If
 there is anything worse than the United States destruction of Iraq and 
the killing of one million people, it is the fact that this crime has 
gone largely unreported. Most Americans don’t know very much about the 
invasion and occupation for the simple reason that the corporate media 
didn’t tell them much of anything important about it. Media 
consolidation into ever larger corporate conglomerates, and political 
subservience to big money guaranteed that only those Americans intrepid 
enough to seek out their own sources of news know about the degree of 
horror their government brought to the Iraqi people.
They
 don’t know that shells and missiles made of depleted uranium have 
poisoned Iraq’s air and water and that it was first used in the Gulf War
 of 1991. They don’t know that thousands of Iraqi children were killed 
when sanctions prevented them from getting food and medicine. They don’t
 know about the city of Fallujah and how it was destroyed by United 
States forces in 2004. 
A
 campaign to “pacify” this city began after U.S. military contractors 
were killed there in 2003. In April and then in November of 2004 the 
city was decimated by a campaign meant to destroy popular resistance. 

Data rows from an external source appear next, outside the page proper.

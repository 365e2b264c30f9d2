use crate::config::QdrantConfig;
use crate::error::{RagError, Result};
use crate::store::{NewChunk, NewDocument, StoredChunk, StoredDocument, VectorStore};
use async_trait::async_trait;
use chrono::{DateTime, Utc};
use log::{debug, info, warn};
use qdrant_client::qdrant::point_id::PointIdOptions;
use qdrant_client::qdrant::{
    Condition, CreateCollectionBuilder, DeletePointsBuilder, Distance, Filter, GetPointsBuilder,
    PointId, PointStruct, PointsIdsList, RetrievedPoint, ScrollPointsBuilder, UpsertPointsBuilder,
    Value, VectorParamsBuilder,
};
use qdrant_client::{Payload, Qdrant, QdrantError};
use serde_json::json;
use std::collections::HashMap;
use uuid::Uuid;

const BACKEND: &str = "qdrant";
const SCROLL_PAGE: u32 = 256;

/// Document records carry no meaningful vector; Qdrant still wants one.
const DOCUMENT_VECTOR: [f32; 1] = [1.0];

/// [`VectorStore`] on top of two Qdrant collections, one for document records
/// and one for chunks.
///
/// Chunk vectors are mirrored into the payload so that ranking runs
/// client-side through [`VectorStore::search`], like every other backend.
pub struct QdrantStore {
    client: Qdrant,
    documents_collection: String,
    chunks_collection: String,
}

impl QdrantStore {
    /// Connect and make sure the documents collection exists
    pub async fn connect(config: QdrantConfig) -> Result<Self> {
        let builder = Qdrant::from_url(&config.url);
        let builder = if let Some(api_key) = config.api_key {
            builder.api_key(api_key)
        } else {
            builder
        };
        let client = builder.build().map_err(qdrant_error)?;

        let store = QdrantStore {
            client,
            documents_collection: collection_name(&config.collection_prefix, "documents"),
            chunks_collection: collection_name(&config.collection_prefix, "chunks"),
        };

        if !store.collection_exists(&store.documents_collection).await? {
            store
                .create_collection(&store.documents_collection, 1, Distance::Dot)
                .await?;
        }
        Ok(store)
    }

    async fn collection_exists(&self, name: &str) -> Result<bool> {
        match self.client.collection_info(name).await {
            Ok(_) => Ok(true),
            Err(QdrantError::ResponseError { status })
                if status.code() == tonic::Code::NotFound =>
            {
                Ok(false)
            }
            Err(e) => Err(RagError::store(
                BACKEND,
                format!("failed to check collection {name}: {e}"),
            )),
        }
    }

    async fn create_collection(&self, name: &str, size: u64, distance: Distance) -> Result<()> {
        info!("Creating Qdrant collection {} ({} dimensions)", name, size);
        self.client
            .create_collection(
                CreateCollectionBuilder::new(name)
                    .vectors_config(VectorParamsBuilder::new(size, distance)),
            )
            .await
            .map_err(|e| {
                RagError::store(BACKEND, format!("failed to create collection {name}: {e}"))
            })?;
        Ok(())
    }

    /// Every point of a collection matching `filter`, following scroll pages
    async fn scroll_all(
        &self,
        collection: &str,
        filter: Option<Filter>,
    ) -> Result<Vec<RetrievedPoint>> {
        let mut points = Vec::new();
        let mut offset: Option<PointId> = None;

        loop {
            let mut request = ScrollPointsBuilder::new(collection)
                .limit(SCROLL_PAGE)
                .with_payload(true)
                .with_vectors(false);
            if let Some(filter) = filter.clone() {
                request = request.filter(filter);
            }
            if let Some(offset) = offset.take() {
                request = request.offset(offset);
            }

            let response = self
                .client
                .scroll(request)
                .await
                .map_err(|e| {
                    RagError::store(BACKEND, format!("failed to scroll {collection}: {e}"))
                })?;
            points.extend(response.result);

            match response.next_page_offset {
                Some(next) => offset = Some(next),
                None => break,
            }
        }

        debug!("Scrolled {} points from {}", points.len(), collection);
        Ok(points)
    }

    async fn delete_point(&self, collection: &str, id: &str) -> Result<()> {
        self.client
            .delete_points(
                DeletePointsBuilder::new(collection)
                    .points(PointsIdsList {
                        ids: vec![PointId::from(id.to_string())],
                    })
                    .wait(true),
            )
            .await
            .map_err(|e| RagError::store(BACKEND, format!("failed to delete point {id}: {e}")))?;
        Ok(())
    }
}

#[async_trait]
impl VectorStore for QdrantStore {
    fn name(&self) -> &'static str {
        BACKEND
    }

    async fn add_document(&self, document: NewDocument) -> Result<String> {
        let id = Uuid::new_v4().to_string();
        let payload = to_payload(document_payload(&document, Utc::now()))?;

        let point = PointStruct::new(id.clone(), DOCUMENT_VECTOR.to_vec(), payload);
        self.client
            .upsert_points(
                UpsertPointsBuilder::new(&self.documents_collection, vec![point]).wait(true),
            )
            .await
            .map_err(|e| RagError::store(BACKEND, format!("failed to store document: {e}")))?;

        Ok(id)
    }

    async fn add_chunks(&self, document_id: &str, chunks: Vec<NewChunk>) -> Result<()> {
        let Some(dimensions) = chunks.first().map(|c| c.embedding.len()) else {
            return Ok(());
        };
        if !self.collection_exists(&self.chunks_collection).await? {
            self.create_collection(&self.chunks_collection, dimensions as u64, Distance::Cosine)
                .await?;
        }

        let created_at = Utc::now();
        for chunk in chunks {
            let payload = to_payload(chunk_payload(document_id, &chunk, created_at))?;
            let point = PointStruct::new(Uuid::new_v4().to_string(), chunk.embedding, payload);

            self.client
                .upsert_points(
                    UpsertPointsBuilder::new(&self.chunks_collection, vec![point]).wait(true),
                )
                .await
                .map_err(|e| {
                    RagError::store(
                        BACKEND,
                        format!("failed to store chunk {} of {}: {e}", chunk.index, document_id),
                    )
                })?;
        }
        Ok(())
    }

    async fn list_documents(&self) -> Result<Vec<StoredDocument>> {
        let points = self.scroll_all(&self.documents_collection, None).await?;
        let mut documents =
            decode_points(&points, &self.documents_collection, document_from_point);
        documents.sort_by(|a, b| b.uploaded_at.cmp(&a.uploaded_at));
        Ok(documents)
    }

    async fn chunks(&self) -> Result<Vec<StoredChunk>> {
        if !self.collection_exists(&self.chunks_collection).await? {
            return Ok(Vec::new());
        }
        let points = self.scroll_all(&self.chunks_collection, None).await?;
        let mut chunks = decode_points(&points, &self.chunks_collection, chunk_from_point);
        // scroll order follows point ids, which are random
        chunks.sort_by(|a, b| (a.created_at, a.index).cmp(&(b.created_at, b.index)));
        Ok(chunks)
    }

    async fn remove_document(&self, document_id: &str) -> Result<()> {
        let ids = vec![PointId::from(document_id.to_string())];
        let found = self
            .client
            .get_points(GetPointsBuilder::new(&self.documents_collection, ids).with_payload(false))
            .await
            .map_err(|e| {
                RagError::store(BACKEND, format!("failed to look up {document_id}: {e}"))
            })?;
        if found.result.is_empty() {
            return Err(RagError::NotFound(document_id.to_string()));
        }

        self.delete_point(&self.documents_collection, document_id).await
    }

    async fn chunk_ids_for(&self, document_id: &str) -> Result<Vec<String>> {
        if !self.collection_exists(&self.chunks_collection).await? {
            return Ok(Vec::new());
        }
        let filter = Filter::must([Condition::matches("document_id", document_id.to_string())]);
        let points = self.scroll_all(&self.chunks_collection, Some(filter)).await?;
        Ok(points.into_iter().filter_map(|p| point_id_string(p.id)).collect())
    }

    async fn remove_chunk(&self, chunk_id: &str) -> Result<()> {
        self.delete_point(&self.chunks_collection, chunk_id).await
    }
}

fn qdrant_error(e: QdrantError) -> RagError {
    RagError::store(BACKEND, e.to_string())
}

fn to_payload(value: serde_json::Value) -> Result<Payload> {
    payload_fields(value).map(Payload::from)
}

fn payload_fields(value: serde_json::Value) -> Result<HashMap<String, Value>> {
    serde_json::from_value(value)
        .map_err(|e| RagError::store(BACKEND, format!("invalid payload: {e}")))
}

fn document_payload(document: &NewDocument, uploaded_at: DateTime<Utc>) -> serde_json::Value {
    json!({
        "filename": document.filename,
        "size_bytes": document.size_bytes,
        "total_chunks": document.total_chunks,
        "uploaded_at": uploaded_at.timestamp_micros(),
    })
}

fn chunk_payload(
    document_id: &str,
    chunk: &NewChunk,
    created_at: DateTime<Utc>,
) -> serde_json::Value {
    json!({
        "document_id": document_id,
        "chunk_index": chunk.index,
        "content": chunk.content,
        "embedding": chunk.embedding,
        "created_at": created_at.timestamp_micros(),
    })
}

/// Decode every point, logging the ones that do not carry a complete payload
fn decode_points<T>(
    points: &[RetrievedPoint],
    collection: &str,
    decode: fn(&RetrievedPoint) -> Option<T>,
) -> Vec<T> {
    points
        .iter()
        .filter_map(|point| {
            let decoded = decode(point);
            if decoded.is_none() {
                warn!("Skipping malformed point {:?} in {}", point.id, collection);
            }
            decoded
        })
        .collect()
}

/// Generate a collection name from a prefix
fn collection_name(prefix: &str, kind: &str) -> String {
    // Replace non-alphanumeric characters with underscores and convert to lowercase
    let prefix = prefix
        .chars()
        .map(|c| if c.is_alphanumeric() { c } else { '_' })
        .collect::<String>()
        .to_lowercase();

    format!("{}_{}", prefix, kind)
}

fn point_id_string(id: Option<PointId>) -> Option<String> {
    match id?.point_id_options? {
        PointIdOptions::Uuid(uuid) => Some(uuid),
        PointIdOptions::Num(num) => Some(num.to_string()),
    }
}

fn payload_str(payload: &HashMap<String, Value>, key: &str) -> Option<String> {
    payload.get(key)?.as_str().map(|s| s.to_string())
}

fn payload_int(payload: &HashMap<String, Value>, key: &str) -> Option<i64> {
    payload.get(key)?.as_integer()
}

fn payload_time(payload: &HashMap<String, Value>, key: &str) -> Option<DateTime<Utc>> {
    DateTime::<Utc>::from_timestamp_micros(payload_int(payload, key)?)
}

fn document_from_point(point: &RetrievedPoint) -> Option<StoredDocument> {
    let payload = &point.payload;
    Some(StoredDocument {
        filename: payload_str(payload, "filename")?,
        size_bytes: payload_int(payload, "size_bytes")? as u64,
        total_chunks: payload_int(payload, "total_chunks")? as usize,
        uploaded_at: payload_time(payload, "uploaded_at")?,
        id: point_id_string(point.id.clone())?,
    })
}

fn chunk_from_point(point: &RetrievedPoint) -> Option<StoredChunk> {
    let payload = &point.payload;
    let embedding = payload
        .get("embedding")?
        .as_list()?
        .iter()
        .map(|v| {
            v.as_double()
                .or_else(|| v.as_integer().map(|i| i as f64))
                .map(|x| x as f32)
        })
        .collect::<Option<Vec<f32>>>()?;

    Some(StoredChunk {
        document_id: payload_str(payload, "document_id")?,
        index: payload_int(payload, "chunk_index")? as usize,
        content: payload_str(payload, "content")?,
        embedding,
        created_at: payload_time(payload, "created_at")?,
        id: point_id_string(point.id.clone())?,
    })
}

The U.S. military attacked Fallujah’s hospitals in order to prevent the 
international media from seeing the carnage they had produced. Civilians
 trying to flee were turned back or even killed and soldiers cut off 
supplies of water and electricity. Mark77 firebombs, a variant of napalm,
 and white phosphorus, a weapon which melts skin and bone, were used 
during the attacks. All of these ghoulish concoctions are banned by 
international law and so is using collective punishment against a 
civilian population. 
The result of the use of depleted uranium and other weapons is a rate of genetic damage higher than that of any other population
 ever studied. Rates of cancer, leukemia, and infant mortality are 
higher in Fallujah than in Hiroshima and Nagasaki after they were bombed
 with nuclear weapons in 1945. 
-- Margaret Kimberley, "Hidden War Crimes in Iraq" (Black Agenda Report).